Sul salvataggio in mare del 12 giugno, è da precisare che la motovedetta della cosiddetta guardia costiera libica è sopraggiunta dopo che l'equipaggio della Sea-Watch 3 aveva completato le operazioni di soccorso, accogliendo a bordo i naufraghi in difficoltà.
Di questi, 44 sono uomini, 9 le donne, 4 i minori di cui 2 non accompagnati. 15 provengono dalla Costa d'Avorio, 2 dalla Liberia, 2 dal Ghana, 13 dal Cameroon, 6 dal Mali, 7 dalla Guinea, 3 dal Niger, 1 dal Togo, 1 dalla Libia, 2 dall'Egitto, 1 dal Burkina Faso.
La motovedetta libica aveva a prua una mitragliatrice, tanto per ricordare come siano utilizzate le navi fornite dall'Italia al Governo di Tripoli per prestare soccorso in mare.
Dopo aver stabilito un contatto radio, senza fornire indicazioni, il guardacoste libico ha poi lasciato l'area.
Sea-Watch 3, che adesso si trova nelle acque di fronte alla costa libica, resta in attesa di indicazioni per un porto sicuro, con richieste inviate a Olanda, Malta e Italia.
Nel frattempo i rappresentanti legali di Sea-Watch, Gamberini e Marino, hanno anticipato di aver presentato una denuncia nei confronti del ministro dell'Interno Matteo Salvini, con queste motivazioni:
«A seguito del soccorso di 53 naufraghi da parte della Sea-Watch 3, il ministro Salvini ha rilasciato, ancora una volta, innumerevoli dichiarazioni diffamatorie a mezzo stampa insultando la Ong e l'operato della sua nave; operato che si sostanzia, sempre, in legittima attività di soccorso e salvataggio.Occorre precisare che le autorità libiche non hanno dato alcuna indicazione alla nave della ONG da noi rappresentata la quale ha rispettato la vigente normativa internazionale che, come oramai noto, vieta il trasbordo e lo sbarco in territorio libico.Il ministro sa bene che fare rientrare chi fugge da guerre, violenze e soprusi in un paese che non è qualificato come "Porto Sicuro", in costante guerra civile, costituisce una gravissima violazione dei diritti umani, del diritto del mare e del diritto dei rifugiati.Utilizzare l'importante ruolo istituzionale di capo del Viminale in assenza di elementi oggettivi a supporto delle proprie asserzioni, costituisce violazione delle proprie competenze e lascia, peraltro, perplessi sull'attenzione e le energie che il Ministro ripone sull'attività svolta dalle ONG che oggi ha soccorso solamente 53 naufraghi quando, ricordiamo, ogni giorno arrivano decine e decine di persone a bordo di barche fantasma nonché, come nelle ultime settimane, di navi militari e mercantili.Inoltre, l'esito delle indagini rivolte sull'operato delle Ong smentisce categoricamente il Ministro dell'Interno.

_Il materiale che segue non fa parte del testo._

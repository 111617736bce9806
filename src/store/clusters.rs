// Copyright (c) 2025 - Cowboy AI, Inc.
//! Cluster and worker pool mutations
//!
//! Worker pools live inside their cluster and inherit its network and
//! machine flavor on creation. Moving a cluster to another network clears
//! every subnet selection, including the pools'; subnets do not carry
//! across networks.

use crate::config::{Cluster, KmsConfig, WorkerPool};
use crate::cursor;
use crate::errors::StoreResult;
use crate::store::Store;

/// Cluster fields editable after creation; worker pools are managed
/// through their own operations
#[derive(Debug, Clone)]
pub struct ClusterSave {
    pub name: String,
    pub cos_name: Option<String>,
    pub entitlement: Option<String>,
    pub kube_type: String,
    pub kube_version: String,
    pub operating_system: String,
    pub machine_type: String,
    pub resource_group: Option<String>,
    pub kms_config: KmsConfig,
    pub subnet_names: Vec<String>,
    pub vpc_name: Option<String>,
    pub workers_per_subnet: u32,
}

#[derive(Debug, Clone)]
pub struct WorkerPoolParams {
    pub name: String,
    pub flavor: Option<String>,
    pub entitlement: Option<String>,
    pub workers_per_subnet: u32,
}

impl Store {
    pub fn create_cluster(&mut self, cluster: Cluster) {
        self.config.clusters.push(cluster);
        self.update();
    }

    pub fn save_cluster(&mut self, name: &str, params: ClusterSave) -> StoreResult<()> {
        let cluster = cursor::find_mut(&mut self.config.clusters, name)?;
        if cluster.vpc_name != params.vpc_name {
            for pool in &mut cluster.worker_pools {
                pool.vpc_name = params.vpc_name.clone();
                pool.subnet_names.clear();
            }
        }
        cluster.name = params.name;
        cluster.cos_name = params.cos_name;
        cluster.entitlement = params.entitlement;
        cluster.kube_type = params.kube_type;
        cluster.kube_version = params.kube_version;
        cluster.operating_system = params.operating_system;
        cluster.machine_type = params.machine_type;
        cluster.resource_group = params.resource_group;
        cluster.kms_config = params.kms_config;
        cluster.subnet_names = params.subnet_names;
        cluster.vpc_name = params.vpc_name;
        cluster.workers_per_subnet = params.workers_per_subnet;
        self.update();
        Ok(())
    }

    pub fn delete_cluster(&mut self, name: &str) -> StoreResult<()> {
        cursor::carve(&mut self.config.clusters, name)?;
        self.update();
        Ok(())
    }

    /// New pools inherit the cluster's network, subnets, and machine
    /// flavor unless a flavor is given.
    pub fn create_worker_pool(&mut self, cluster: &str, params: WorkerPoolParams) -> StoreResult<()> {
        let cluster = cursor::find_mut(&mut self.config.clusters, cluster)?;
        cluster.worker_pools.push(WorkerPool {
            entitlement: params.entitlement,
            flavor: params.flavor.unwrap_or_else(|| cluster.machine_type.clone()),
            name: params.name,
            subnet_names: cluster.subnet_names.clone(),
            vpc_name: cluster.vpc_name.clone(),
            workers_per_subnet: params.workers_per_subnet,
        });
        self.update();
        Ok(())
    }

    pub fn save_worker_pool(
        &mut self,
        cluster: &str,
        pool: &str,
        params: WorkerPoolParams,
    ) -> StoreResult<()> {
        let cluster = cursor::find_mut(&mut self.config.clusters, cluster)?;
        let machine_type = cluster.machine_type.clone();
        let found = cursor::find_mut(&mut cluster.worker_pools, pool)?;
        found.name = params.name;
        found.entitlement = params.entitlement;
        found.flavor = params.flavor.unwrap_or(machine_type);
        found.workers_per_subnet = params.workers_per_subnet;
        self.update();
        Ok(())
    }

    pub fn delete_worker_pool(&mut self, cluster: &str, pool: &str) -> StoreResult<()> {
        let cluster = cursor::find_mut(&mut self.config.clusters, cluster)?;
        cursor::carve(&mut cluster.worker_pools, pool)?;
        self.update();
        Ok(())
    }

    pub(crate) fn reconcile_clusters(&mut self) {
        for cluster in &mut self.config.clusters {
            cursor::heal_unfound(&self.cos_instances, &mut cluster.cos_name, "cos instance");
            cursor::heal_unfound(
                &self.encryption_keys,
                &mut cluster.kms_config.crk_name,
                "encryption key",
            );
            cursor::heal_unfound(
                &self.resource_group_list,
                &mut cluster.resource_group,
                "resource group",
            );
            cursor::heal_unfound(&self.vpc_list, &mut cluster.vpc_name, "vpc");
            match &cluster.vpc_name {
                Some(vpc) => {
                    let subnets = self.subnet_map.get(vpc).cloned().unwrap_or_default();
                    cursor::retain_found(&subnets, &mut cluster.subnet_names);
                }
                None => cluster.subnet_names.clear(),
            }
            for pool in &mut cluster.worker_pools {
                cursor::heal_unfound(&self.vpc_list, &mut pool.vpc_name, "vpc");
                match &pool.vpc_name {
                    Some(vpc) => {
                        let subnets = self.subnet_map.get(vpc).cloned().unwrap_or_default();
                        cursor::retain_found(&subnets, &mut pool.subnet_names);
                    }
                    None => pool.subnet_names.clear(),
                }
            }
        }
    }
}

Pertanto, in qualità di difensori della Ong Sea-Watch, i sottoscritti annunciano una querela per diffamazione a mezzo stampa nei confronti del Ministro dell'Interno Matteo Salvini».

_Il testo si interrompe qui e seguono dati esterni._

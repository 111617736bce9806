// Copyright (c) 2025 - Cowboy AI, Inc.
//! Resource group mutations
//!
//! Resource groups anchor the reference graph: nearly every other entity
//! carries a nullable `resource_group` field healed against this list.
//! Deleting a group never cascades; dependents are healed to null on the
//! reconcile pass that follows.

use crate::config::ResourceGroup;
use crate::cursor;
use crate::errors::StoreResult;
use crate::store::Store;

pub(crate) fn default_resource_groups() -> Vec<ResourceGroup> {
    ["service-rg", "management-rg", "workload-rg"]
        .iter()
        .map(|name| ResourceGroup {
            create: true,
            name: name.to_string(),
            use_prefix: true,
        })
        .collect()
}

impl Store {
    pub fn create_resource_group(&mut self, group: ResourceGroup) {
        self.config.resource_groups.push(group);
        self.update();
    }

    /// Update a group in place. A rename does not follow references; the
    /// reconcile pass nulls anything still pointing at the old name.
    pub fn save_resource_group(&mut self, name: &str, group: ResourceGroup) -> StoreResult<()> {
        let found = cursor::find_mut(&mut self.config.resource_groups, name)?;
        *found = group;
        self.update();
        Ok(())
    }

    pub fn delete_resource_group(&mut self, name: &str) -> StoreResult<()> {
        cursor::carve(&mut self.config.resource_groups, name)?;
        self.update();
        Ok(())
    }

    pub(crate) fn reconcile_resource_groups(&mut self) {
        self.resource_group_list = cursor::names(&self.config.resource_groups);
    }
}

A sua volta, il ministro dell'Interno sbraita su Facebook dichiarando che «la nave illegale Sea Watch 3, dopo aver imbarcato 52 immigrati in acque libiche, si trova ora a 38 miglia dalle coste libiche, a 125 miglia da Lampedusa, a 78 miglia dalla Tunisia e a 170 miglia da Malta.
Le Autorità libiche hanno assegnato ufficialmente Tripoli come porto più vicino per lo sbarco. Se la nave illegale Ong disubbidirà, mettendo a rischio la vita degli immigrati, ne risponderà pienamente. #portichiusi».
Salvini, però, non spiega perché la Sea-Watch 3 dovrebbe essere definita "nave illegale" visto che è registrata e riconosciuta nel registro navale olandese. Non solo. La Libia in generale, come hanno ben espresso tutte le istituzioni che si occupano di diritti umani e recentemente anche la sentenza di un tribunale, e Tripoli in particolare, non sono nelle condizioni di offrire un "porto sicuro". Oltretutto, lo dicono anche le cronache, visto che in Libia si combatte una guerra civile con morti, feriti e rifugiati.
Qualcuno che abbia a cuore l'immagine pubblica - o almeno quel che ne resta - del ministro Salvini, glielo faccia presente.